# Ordinary least squares (OLS) regressions and stargazer tables using R

**Note:** This computational notebook replicates and extends some of the findings of the following paper: Ingram, M. C., & da Costa, M. M. (2019). [Political geography of violence: Municipal politics and homicide in Brazil](https://doi.org/10.1016/j.worlddev.2019.06.016).
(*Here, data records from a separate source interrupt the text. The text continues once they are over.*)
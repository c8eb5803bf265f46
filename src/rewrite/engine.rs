//! 文档重写引擎
//!
//! 对单个 HTML 文档按固定顺序执行各个处理段：
//! 样式表清理 → 脚本清理 → noscript 清理 → 加载指示器清理 →
//! 表单归一化 → 锚点处理 → head/body 注入 → 注释清理 → 闸门守卫。
//! 哪些段生效由 `ModeProfile` 决定，不再按模式复制分支代码。

use kuchikiki::traits::TendrilSink;
use kuchikiki::NodeRef;
use tracing::debug;

use crate::error::{AppError, AppResult};
use crate::models::GatePair;
use crate::rewrite::dom::{append_all, parse_snippet, prepend_all};
use crate::rewrite::forms;
use crate::rewrite::profile::{AnchorStrategy, DenyVariant, Injection, ModeProfile};
use crate::rewrite::rules::{removal_rule, ScriptContext};
use crate::services::templates;

/// offer 占位符，下游服务端替换
pub const OFFER_PLACEHOLDER: &str = "{offer}";

/// 落地页 head 注入片段：远程电话控件 + 共享的加载/校验样式
const LANDING_HEAD_SNIPPET: &str = concat!(
    r#"<script src="https://cdnjs.cloudflare.com/ajax/libs/intl-tel-input/17.0.19/js/intlTelInput.min.js"></script>"#,
    r#"<link rel="stylesheet" href="https://cdnjs.cloudflare.com/ajax/libs/intl-tel-input/17.0.19/css/intlTelInput.css">"#,
    "<style>",
    ".field-valid{border-color:#2e7d32 !important}",
    ".field-invalid{border-color:#c62828 !important}",
    ".error-message{color:#c62828;font-size:12px;display:block}",
    ".loader{position:fixed;top:50%;left:50%;transform:translate(-50%,-50%);z-index:9999}",
    ".loader-spinner{width:48px;height:48px;border:5px solid #ccc;border-top-color:#333;border-radius:50%;animation:spin 1s linear infinite}",
    "@keyframes spin{to{transform:rotate(360deg)}}",
    ".dup-modal{position:fixed;top:0;left:0;right:0;bottom:0;background:rgba(0,0,0,.6);z-index:10000}",
    ".dup-modal-box{background:#fff;max-width:320px;margin:40vh auto 0;padding:20px;border-radius:6px;text-align:center}",
    "</style>",
);

/// 落地页 body 末尾注入片段：电话控件 + 校验脚本引用
const LANDING_BODY_SNIPPET: &str = concat!(
    r#"<script src="https://cdnjs.cloudflare.com/ajax/libs/intl-tel-input/17.0.19/js/intlTelInput.min.js"></script>"#,
    r#"<script src="form-scripts.js"></script>"#,
);

/// 预落地页 head 注入的兼容脚本
const PRELAND_HEAD_SNIPPET: &str =
    r#"<script src="https://cdnjs.cloudflare.com/ajax/libs/babel-polyfill/7.12.1/polyfill.min.js"></script>"#;

/// 预落地页内联脚本：锚点域名改写 + 滚动深度跟踪重定向
const PRELAND_BODY_SCRIPT: &str = r#"<script>
(function () {
  'use strict';
  var OFFER = '{offer}';
  var maxScroll = 0;

  window.addEventListener('scroll', function () {
    var height = document.documentElement.scrollHeight - window.innerHeight;
    if (height <= 0) { return; }
    var depth = Math.round(window.pageYOffset / height * 100);
    if (depth > maxScroll) { maxScroll = depth; }
  });

  document.addEventListener('click', function (e) {
    var target = e.target;
    while (target && target.tagName !== 'A') { target = target.parentElement; }
    if (!target) { return; }
    e.preventDefault();
    var sep = OFFER.indexOf('?') === -1 ? '?' : '&';
    window.location.href = OFFER + sep + 'scroll=' + maxScroll;
  });
})();
</script>"#;

/// 重写结果
#[derive(Debug)]
pub struct RewriteOutcome {
    /// 序列化后的文档
    pub html: String,
    /// 被清理的本地样式表资源（相对路径），由上层删除文件
    pub purged_assets: Vec<String>,
}

/// 重写单个 HTML 文档
pub fn rewrite_document(
    html: &str,
    profile: &ModeProfile,
    gate: Option<&GatePair>,
    fallback_url: &str,
) -> AppResult<RewriteOutcome> {
    let document = kuchikiki::parse_html().one(html);
    let mut purged_assets = Vec::new();

    purge_widget_stylesheets(&document, &mut purged_assets);
    purge_scripts(&document, profile.deny);
    purge_noscript(&document);
    if profile.purge_loader {
        purge_loader(&document);
    }
    if profile.normalize_forms {
        forms::normalize_forms(&document);
    }
    normalize_anchors(&document, profile.anchors);
    inject(&document, profile.inject)?;
    if profile.strip_comments {
        strip_comments(&document);
    }

    let mut out = Vec::new();
    document
        .serialize(&mut out)
        .map_err(|e| AppError::Other(format!("文档序列化失败: {}", e)))?;
    let mut serialized = String::from_utf8_lossy(&out).into_owned();

    // 闸门守卫放在文档声明之前（或无声明时放在最前面）
    if let Some(gate) = gate {
        if !gate.is_disabled() {
            let guard = templates::gate_guard(&gate.key, &gate.value, fallback_url);
            serialized = format!("{}\n{}", guard, serialized);
        }
    }

    Ok(RewriteOutcome {
        html: serialized,
        purged_assets,
    })
}

/// (a) 电话控件样式表清理；本地资源记下来等上层删除文件
fn purge_widget_stylesheets(document: &NodeRef, purged_assets: &mut Vec<String>) {
    let links: Vec<NodeRef> = match document.select("link") {
        Ok(matches) => matches.map(|m| m.as_node().clone()).collect(),
        Err(_) => Vec::new(),
    };
    for link in links {
        let href = link
            .as_element()
            .and_then(|el| el.attributes.borrow().get("href").map(|s| s.to_string()));
        let Some(href) = href else { continue };
        if !(href.contains("intlTelInput") || href.contains("intl-tel-input")) {
            continue;
        }
        if !is_remote(&href) {
            purged_assets.push(href);
        }
        link.detach();
    }
}

/// (b) 按有序规则表清理脚本
fn purge_scripts(document: &NodeRef, variant: DenyVariant) {
    let scripts: Vec<NodeRef> = match document.select("script") {
        Ok(matches) => matches.map(|m| m.as_node().clone()).collect(),
        Err(_) => Vec::new(),
    };
    for script in scripts {
        let src = script
            .as_element()
            .and_then(|el| el.attributes.borrow().get("src").map(|s| s.to_string()));
        let inline = script.text_contents();
        let ctx = ScriptContext {
            src: src.as_deref(),
            inline: &inline,
        };
        if let Some(rule) = removal_rule(variant, &ctx) {
            debug!("删除脚本（规则: {}）", rule);
            script.detach();
        }
    }
}

/// (c) noscript 清理
fn purge_noscript(document: &NodeRef) {
    let nodes: Vec<NodeRef> = match document.select("noscript") {
        Ok(matches) => matches.map(|m| m.as_node().clone()).collect(),
        Err(_) => Vec::new(),
    };
    for node in nodes {
        node.detach();
    }
}

/// (d) 旧的加载指示器清理（之后会重新注入）
fn purge_loader(document: &NodeRef) {
    let nodes: Vec<NodeRef> = match document.select("#preloader, .loader") {
        Ok(matches) => matches.map(|m| m.as_node().clone()).collect(),
        Err(_) => Vec::new(),
    };
    for node in nodes {
        node.detach();
    }
}

/// (f) 锚点处理
fn normalize_anchors(document: &NodeRef, strategy: AnchorStrategy) {
    let anchors: Vec<NodeRef> = match document.select("a") {
        Ok(matches) => matches.map(|m| m.as_node().clone()).collect(),
        Err(_) => Vec::new(),
    };
    for anchor in anchors {
        let Some(el) = anchor.as_element() else { continue };
        let mut attrs = el.attributes.borrow_mut();
        match strategy {
            AnchorStrategy::Reset => {
                let Some(href) = attrs.get("href").map(|s| s.to_string()) else {
                    continue;
                };
                if should_reset_href(&href) {
                    attrs.insert("href", String::new());
                }
            }
            AnchorStrategy::Offer => {
                attrs.insert("href", OFFER_PLACEHOLDER.to_string());
            }
        }
    }
}

/// 需要清空的锚点目标：offer 占位符、#、/、外部协议、根路径、片段
fn should_reset_href(href: &str) -> bool {
    href == OFFER_PLACEHOLDER
        || href == "#"
        || href == "/"
        || href.starts_with("http://")
        || href.starts_with("https://")
        || href.starts_with("//")
        || href.starts_with('/')
        || href.starts_with('#')
}

/// (g) head/body 注入
fn inject(document: &NodeRef, injection: Injection) -> AppResult<()> {
    let head = document
        .select_first("head")
        .map_err(|_| AppError::Other("文档缺少 head 元素".to_string()))?
        .as_node()
        .clone();
    let body = document
        .select_first("body")
        .map_err(|_| AppError::Other("文档缺少 body 元素".to_string()))?
        .as_node()
        .clone();

    match injection {
        Injection::Landing => {
            prepend_all(&head, parse_snippet(LANDING_HEAD_SNIPPET));
            append_all(&body, parse_snippet(LANDING_BODY_SNIPPET));
        }
        Injection::Prelanding => {
            append_all(&head, parse_snippet(PRELAND_HEAD_SNIPPET));
            append_all(&body, parse_snippet(PRELAND_BODY_SCRIPT));
        }
    }
    Ok(())
}

/// (h) 注释清理
fn strip_comments(document: &NodeRef) {
    let comments: Vec<NodeRef> = document
        .inclusive_descendants()
        .filter(|node| node.as_comment().is_some())
        .collect();
    for comment in comments {
        comment.detach();
    }
}

fn is_remote(href: &str) -> bool {
    href.starts_with("http://") || href.starts_with("https://") || href.starts_with("//")
}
World Development, 124, 104592. Replication materials are available at https://doi.org/10.7910/DVN/NX5QIU

## Install and load libraries

In [2]:
install.packages(c("sf", "stargazer"))
# Note: Installing sf may take about 10 minutes

Installing packages into ‘/usr/local/lib/R/site-library’
(as ‘lib’ is unspecified)

also installing the dependencies ‘proxy’, ‘e1071’, ‘wk’, ‘classInt’, ‘s2’, ‘units’




In [3]:
# Load libraries
library(tidyverse) # For data manipulation (dplyr, readr, etc.)
library(sf)      # For spatial data (replaces geopandas)
library(stargazer) # For creating regression tables

# Suppress warnings (optional, equivalent to Python's warnings.filterwarnings('ignore'))
options(warn=-1)

Linking to GEOS 3.11.1, GDAL 3.6.4, PROJ 9.1.1; sf_use_s2() is TRUE


Please cite as: 


 Hlavac, Marek (2022). stargazer: Well-Formatted Regression and Summary Statistics Tables.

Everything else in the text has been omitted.